27.
TRÊS LUCIFERAÇÕES
Coimbra, domingo
(dito de Páscoa), 12 de Abril de 2020 (I)
Coimbra,
segunda-feira, 13 de Abril de 2020 (II)
Coimbra,
terça-feira, 14 de Abril de 2020 (III)
I
Ainda há, parece, dias que viver.
Cada um que vier, digo. Uma das máquinas da casa, aquela a que copio
manuscritos, dá sinais deletérios. Auto-deletérios, acho. É uma novidade –
negativa, é certo, mas sempre é uma novidade, em meio a esta reclusão forçada por
os tempos (viru)lentos hodiernos. Cada que um que vi(v)er, enfim.
Enfim, ficcionar sem falsear (de
mais). Nem armar-me em paladino-prosélito de uma qualquer pretensa (&
pretensiosa) Verdade. Pode haver fidelidade capaz de papel. Um livro em
prosa anda há muito vencendo presença no que sinto necessário. Leio-o
ainda em transparência. Já é mas ’inda não existe. Ou vice-versa,
revertido o itálico.
Como árvores perenes, nomes &
percursos convidam-me a suas sombras afinal lucíferas.
II
Por cá-pátria & pelo
resto-do-mundo, continua o festim viral. As televisões espremem tal limão,
gulosas, vorazes, glutonas, sensacionalóides. Tragicomédia de um género – o Humano
– que se julgou sobre-natural (assim com hífen para não haver confusão quanto
ao que quero dizer – e digo).
Leio António Osório. Leio Camilo
Pessanha. Leio Cesário Verde. Leio Vitorino Nemésio. De facto, releio. Exumei
os volumes dos ataúdes de papelão em que hibernavam. São ora a minha hora
melhor – de manhã à noite.
III
FAZ HOJE 35 ANOS
QUE ACONTECEU ALGO ESTRANHO NO VELHINHO MUNICIPAL DE COIMBRA, ALI AO CALHABÉ,
NA 24.ª JORNADA: ACADÉMICA 1 - BENFICA 2 (14 DE ABRIL DE 1985)
Faz hoje, 14 de
Abril de 2020, um quarto-de-século + uma década. Chiça!
Enchente no
Municipal para o AAC-SLB da 24.ª jornada do Campeonato Nacional da I Divisão.
Entrei de borla
com o cartão de estudante.
Só arranjei lugar
- onde? Pois foi no marcador manual, sobre que, em domingos normais, um home’zinho
ia pondo, a sós, os cartões numerados com o andamento do resultado. O andaime
era diametralmente oposto à (então única) bancada coberta dos sócios-“doutores”-“sintéticos”,
lá do lado da Solum portanto.
A malta topou o acesso às
alturas e toca toda a trepar para a estrutura. O pior foi quando se
comemorava um dos golos: já não me lembro se o do alto e louro dinamarquês
Manniche (penalty para o 0-1), se o do Ribeiro a empatar para a Académica, se o
do Pietra para a vitória forasteira. (Os guarda-redes eram o Marrafa e o
saudoso Bento.) Com a agitação, tudo aos pulos e aos vivas, e zingas!, aquela
porra descambou na diagonal, escaqueirou-se toda.
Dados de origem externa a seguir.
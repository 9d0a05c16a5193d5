//! JSON fixture documents
//!
//! A document is an object mapping each table name to an array of row
//! objects:
//!
//! ```json
//! { "customers": [ { "id": 1, "name": "Alice" } ], "orders": [] }
//! ```
//!
//! Tables are produced in document order. A table's columns are the union
//! of its rows' keys in first-seen order; keys a row lacks read as NULL.

use std::fs;
use std::path::Path;

use fixture_core::schema::Column;
use fixture_core::{DataSetConsumer, DataSetProducer, TableMetadata, Value};
use indexmap::IndexSet;
use serde_json::{Map, Value as JsonValue};
use tracing::debug;

use crate::error::{Error, Result};

/// Produces a dataset from a JSON document
pub struct JsonProducer {
    document: Map<String, JsonValue>,
}

impl JsonProducer {
    /// Parse a document
    pub fn from_json_str(json: &str) -> Result<Self> {
        match serde_json::from_str(json)? {
            JsonValue::Object(document) => Ok(Self { document }),
            _ => Err(Error::Format("fixture document must be an object".into())),
        }
    }

    /// Read and parse a document file
    pub fn from_path(path: impl AsRef<Path>) -> Result<Self> {
        Self::from_json_str(&fs::read_to_string(path)?)
    }

    fn produce_table(
        name: &str,
        rows: &JsonValue,
        consumer: &mut dyn DataSetConsumer,
    ) -> Result<()> {
        let rows = rows
            .as_array()
            .ok_or_else(|| Error::Format(format!("table {name} must be an array of rows")))?;
        let rows = rows
            .iter()
            .map(|row| {
                row.as_object()
                    .ok_or_else(|| Error::Format(format!("rows of table {name} must be objects")))
            })
            .collect::<Result<Vec<_>>>()?;

        let columns: IndexSet<&str> = rows
            .iter()
            .flat_map(|row| row.keys().map(String::as_str))
            .collect();
        let metadata =
            TableMetadata::new(name, columns.iter().map(|c| Column::unknown(c)).collect())?;

        consumer.start_table(&metadata)?;
        for row in &rows {
            let values = columns
                .iter()
                .map(|column| match row.get(*column) {
                    Some(value) => to_value(name, value),
                    None => Ok(Value::Null),
                })
                .collect::<Result<Vec<_>>>()?;
            consumer.row(&values)?;
        }
        consumer.end_table()?;
        debug!(table = name, rows = rows.len(), "json table produced");
        Ok(())
    }
}

/// Cell value for a JSON scalar
fn to_value(table: &str, value: &JsonValue) -> Result<Value> {
    Ok(match value {
        JsonValue::Null => Value::Null,
        JsonValue::Bool(b) => Value::Bool(*b),
        JsonValue::Number(n) => match (n.as_i64(), n.as_f64()) {
            (Some(i), _) => Value::Int(i),
            (None, Some(f)) => Value::Float(f),
            (None, None) => Value::Text(n.to_string()),
        },
        JsonValue::String(s) => Value::Text(s.clone()),
        JsonValue::Array(_) | JsonValue::Object(_) => {
            return Err(Error::Format(format!("nested value in table {table}")))
        }
    })
}

impl DataSetProducer for JsonProducer {
    fn produce(&mut self, consumer: &mut dyn DataSetConsumer) -> fixture_core::Result<()> {
        consumer.start_dataset()?;
        for (name, rows) in &self.document {
            Self::produce_table(name, rows, consumer)?;
        }
        consumer.end_dataset()
    }
}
Há da partida vídeo-resumo
que não inclúi o desastre.
Ninguém morreu, mas dezenas aleijaram-se. Fui um deles, num pé. Na altura,
jogava à bola nos distritais: mas porra!, foi na I DIVISÃO NACIONAL que me
lesionei! Eh eh. No dia seguinte, fui às Urgências, ainda o Hospital era
o Velho, lá ao pé de El-Rei D. Dinis.
35-anos-35, c’um caraças!
Digam-me que não, que não pode ser. Ou então não digam nada, pronto.